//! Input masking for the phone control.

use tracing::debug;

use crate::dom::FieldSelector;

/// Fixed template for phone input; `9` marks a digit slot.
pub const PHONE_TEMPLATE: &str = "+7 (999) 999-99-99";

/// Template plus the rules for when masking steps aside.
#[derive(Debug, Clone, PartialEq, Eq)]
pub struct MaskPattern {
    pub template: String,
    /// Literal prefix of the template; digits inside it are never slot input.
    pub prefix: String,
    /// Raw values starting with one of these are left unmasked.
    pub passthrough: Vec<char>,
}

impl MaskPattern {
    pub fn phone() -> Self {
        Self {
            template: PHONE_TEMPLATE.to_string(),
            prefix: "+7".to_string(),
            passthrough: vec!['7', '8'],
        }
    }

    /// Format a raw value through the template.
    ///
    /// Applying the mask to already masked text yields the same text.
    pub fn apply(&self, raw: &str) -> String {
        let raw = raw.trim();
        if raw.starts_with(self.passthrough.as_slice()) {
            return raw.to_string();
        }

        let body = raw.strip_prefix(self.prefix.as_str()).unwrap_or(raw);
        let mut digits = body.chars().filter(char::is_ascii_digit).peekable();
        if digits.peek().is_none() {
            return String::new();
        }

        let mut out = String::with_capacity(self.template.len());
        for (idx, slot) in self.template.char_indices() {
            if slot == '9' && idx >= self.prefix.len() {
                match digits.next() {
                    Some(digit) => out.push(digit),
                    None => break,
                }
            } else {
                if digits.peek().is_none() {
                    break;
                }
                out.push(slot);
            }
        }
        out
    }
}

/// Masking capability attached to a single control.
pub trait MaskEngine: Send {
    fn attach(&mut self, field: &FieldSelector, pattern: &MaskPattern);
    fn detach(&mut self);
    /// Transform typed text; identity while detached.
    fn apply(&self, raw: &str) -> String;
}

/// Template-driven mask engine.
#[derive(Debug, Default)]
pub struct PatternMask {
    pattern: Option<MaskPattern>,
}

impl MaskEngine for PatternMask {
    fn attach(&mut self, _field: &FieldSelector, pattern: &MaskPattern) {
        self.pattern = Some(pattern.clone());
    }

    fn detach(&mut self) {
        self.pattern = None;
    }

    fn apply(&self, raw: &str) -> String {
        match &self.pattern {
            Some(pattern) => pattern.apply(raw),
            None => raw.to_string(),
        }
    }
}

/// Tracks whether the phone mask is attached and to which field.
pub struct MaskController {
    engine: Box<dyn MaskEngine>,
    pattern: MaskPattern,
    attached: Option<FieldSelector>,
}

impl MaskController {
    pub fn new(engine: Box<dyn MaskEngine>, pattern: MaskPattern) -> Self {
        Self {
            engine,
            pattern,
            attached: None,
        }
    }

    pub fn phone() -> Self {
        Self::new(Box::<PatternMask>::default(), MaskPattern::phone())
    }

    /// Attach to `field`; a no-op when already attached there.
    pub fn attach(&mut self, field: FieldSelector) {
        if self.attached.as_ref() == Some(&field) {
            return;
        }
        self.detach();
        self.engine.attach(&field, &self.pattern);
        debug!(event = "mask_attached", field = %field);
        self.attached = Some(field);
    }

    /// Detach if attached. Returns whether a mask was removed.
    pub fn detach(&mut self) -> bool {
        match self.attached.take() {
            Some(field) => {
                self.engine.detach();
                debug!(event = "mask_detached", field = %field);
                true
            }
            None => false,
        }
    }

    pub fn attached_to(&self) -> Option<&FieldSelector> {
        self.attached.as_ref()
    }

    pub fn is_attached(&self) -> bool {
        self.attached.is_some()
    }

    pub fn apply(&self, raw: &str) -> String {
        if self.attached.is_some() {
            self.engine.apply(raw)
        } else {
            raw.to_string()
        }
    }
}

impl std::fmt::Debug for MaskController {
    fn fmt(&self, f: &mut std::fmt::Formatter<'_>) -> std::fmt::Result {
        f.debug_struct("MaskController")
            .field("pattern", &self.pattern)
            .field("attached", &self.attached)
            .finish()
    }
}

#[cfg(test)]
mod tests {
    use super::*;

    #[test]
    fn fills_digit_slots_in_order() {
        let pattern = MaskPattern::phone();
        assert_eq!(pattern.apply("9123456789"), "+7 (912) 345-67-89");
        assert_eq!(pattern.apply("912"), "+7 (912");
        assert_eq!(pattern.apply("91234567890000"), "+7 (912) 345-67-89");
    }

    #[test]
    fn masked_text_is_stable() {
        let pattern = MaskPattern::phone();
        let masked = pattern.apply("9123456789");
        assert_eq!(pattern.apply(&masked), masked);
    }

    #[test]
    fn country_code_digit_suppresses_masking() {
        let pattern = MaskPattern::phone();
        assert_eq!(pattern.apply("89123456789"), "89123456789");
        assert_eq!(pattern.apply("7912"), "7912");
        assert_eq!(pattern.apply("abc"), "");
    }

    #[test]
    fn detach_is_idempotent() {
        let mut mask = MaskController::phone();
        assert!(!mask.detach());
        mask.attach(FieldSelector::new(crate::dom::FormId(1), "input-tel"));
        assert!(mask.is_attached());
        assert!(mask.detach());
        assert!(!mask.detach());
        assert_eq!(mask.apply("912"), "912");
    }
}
------------------------------------------------------------------------
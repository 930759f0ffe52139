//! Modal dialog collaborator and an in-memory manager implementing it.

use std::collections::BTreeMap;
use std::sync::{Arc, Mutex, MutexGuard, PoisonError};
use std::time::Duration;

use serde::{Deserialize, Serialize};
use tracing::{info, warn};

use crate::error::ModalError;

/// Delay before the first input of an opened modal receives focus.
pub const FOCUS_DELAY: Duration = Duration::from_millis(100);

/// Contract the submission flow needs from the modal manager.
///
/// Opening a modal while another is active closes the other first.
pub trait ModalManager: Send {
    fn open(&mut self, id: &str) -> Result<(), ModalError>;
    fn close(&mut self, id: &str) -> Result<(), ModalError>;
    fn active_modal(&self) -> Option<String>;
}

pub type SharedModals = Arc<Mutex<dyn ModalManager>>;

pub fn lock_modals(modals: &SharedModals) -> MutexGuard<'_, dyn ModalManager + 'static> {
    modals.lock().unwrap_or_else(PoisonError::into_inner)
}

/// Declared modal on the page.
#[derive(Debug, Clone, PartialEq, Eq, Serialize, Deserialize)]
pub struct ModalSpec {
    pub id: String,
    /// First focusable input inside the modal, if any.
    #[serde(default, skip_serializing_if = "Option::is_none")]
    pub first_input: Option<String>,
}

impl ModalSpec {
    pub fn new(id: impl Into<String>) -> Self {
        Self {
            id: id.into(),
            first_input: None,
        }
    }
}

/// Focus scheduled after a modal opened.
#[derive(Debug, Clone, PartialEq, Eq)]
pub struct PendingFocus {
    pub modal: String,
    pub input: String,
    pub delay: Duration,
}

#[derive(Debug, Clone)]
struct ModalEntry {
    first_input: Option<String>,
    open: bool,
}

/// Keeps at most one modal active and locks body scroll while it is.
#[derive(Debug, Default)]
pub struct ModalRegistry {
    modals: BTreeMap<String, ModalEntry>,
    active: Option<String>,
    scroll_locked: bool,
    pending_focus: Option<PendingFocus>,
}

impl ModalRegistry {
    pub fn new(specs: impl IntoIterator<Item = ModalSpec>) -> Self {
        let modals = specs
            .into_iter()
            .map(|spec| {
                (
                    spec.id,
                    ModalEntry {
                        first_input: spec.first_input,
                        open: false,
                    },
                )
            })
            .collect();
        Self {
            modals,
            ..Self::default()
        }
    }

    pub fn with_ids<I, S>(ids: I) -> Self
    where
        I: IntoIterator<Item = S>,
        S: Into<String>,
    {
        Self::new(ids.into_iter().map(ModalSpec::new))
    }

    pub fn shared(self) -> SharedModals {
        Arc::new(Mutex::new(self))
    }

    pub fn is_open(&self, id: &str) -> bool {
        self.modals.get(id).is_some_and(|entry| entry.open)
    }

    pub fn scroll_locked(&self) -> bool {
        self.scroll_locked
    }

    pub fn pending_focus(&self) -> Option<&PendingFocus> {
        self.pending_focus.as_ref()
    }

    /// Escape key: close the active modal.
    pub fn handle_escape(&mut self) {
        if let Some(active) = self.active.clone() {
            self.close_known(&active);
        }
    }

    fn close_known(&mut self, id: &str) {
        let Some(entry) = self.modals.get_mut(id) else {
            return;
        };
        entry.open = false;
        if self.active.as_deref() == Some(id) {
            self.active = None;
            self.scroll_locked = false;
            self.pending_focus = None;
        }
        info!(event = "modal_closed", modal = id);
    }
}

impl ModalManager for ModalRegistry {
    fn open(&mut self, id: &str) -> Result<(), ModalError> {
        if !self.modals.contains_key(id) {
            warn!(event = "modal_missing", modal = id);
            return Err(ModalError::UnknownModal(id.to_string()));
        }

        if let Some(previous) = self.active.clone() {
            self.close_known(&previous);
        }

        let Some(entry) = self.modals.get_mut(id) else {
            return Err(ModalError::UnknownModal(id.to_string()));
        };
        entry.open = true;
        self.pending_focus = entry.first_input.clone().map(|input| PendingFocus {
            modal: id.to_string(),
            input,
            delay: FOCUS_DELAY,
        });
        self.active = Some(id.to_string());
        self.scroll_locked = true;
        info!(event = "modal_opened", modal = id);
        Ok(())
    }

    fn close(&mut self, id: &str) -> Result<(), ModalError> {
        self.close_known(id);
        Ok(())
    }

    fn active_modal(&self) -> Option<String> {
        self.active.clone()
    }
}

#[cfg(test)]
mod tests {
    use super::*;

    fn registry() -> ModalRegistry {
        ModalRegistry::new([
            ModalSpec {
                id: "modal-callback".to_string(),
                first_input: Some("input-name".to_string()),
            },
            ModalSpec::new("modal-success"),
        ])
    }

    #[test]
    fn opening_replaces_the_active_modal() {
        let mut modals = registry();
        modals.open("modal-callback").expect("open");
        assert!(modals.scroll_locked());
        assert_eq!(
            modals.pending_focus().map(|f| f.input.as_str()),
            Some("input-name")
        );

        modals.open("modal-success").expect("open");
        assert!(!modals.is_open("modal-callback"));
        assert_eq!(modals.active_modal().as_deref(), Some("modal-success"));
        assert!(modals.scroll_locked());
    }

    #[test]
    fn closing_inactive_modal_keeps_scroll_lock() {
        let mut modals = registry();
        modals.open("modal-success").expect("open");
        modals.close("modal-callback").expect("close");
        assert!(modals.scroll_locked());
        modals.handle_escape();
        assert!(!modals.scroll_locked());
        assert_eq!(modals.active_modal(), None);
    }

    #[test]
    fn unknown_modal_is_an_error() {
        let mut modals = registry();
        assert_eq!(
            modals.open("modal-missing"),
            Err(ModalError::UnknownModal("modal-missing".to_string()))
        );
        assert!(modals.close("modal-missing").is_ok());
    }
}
------------------------------------------------------------------------
→ **What you have to do**: Each line carrying the string "false" should be copied out from the entries.

→ **Response for this exercise**:
            None => false,
                        open: false,
        entry.open = false;
            self.scroll_locked = false;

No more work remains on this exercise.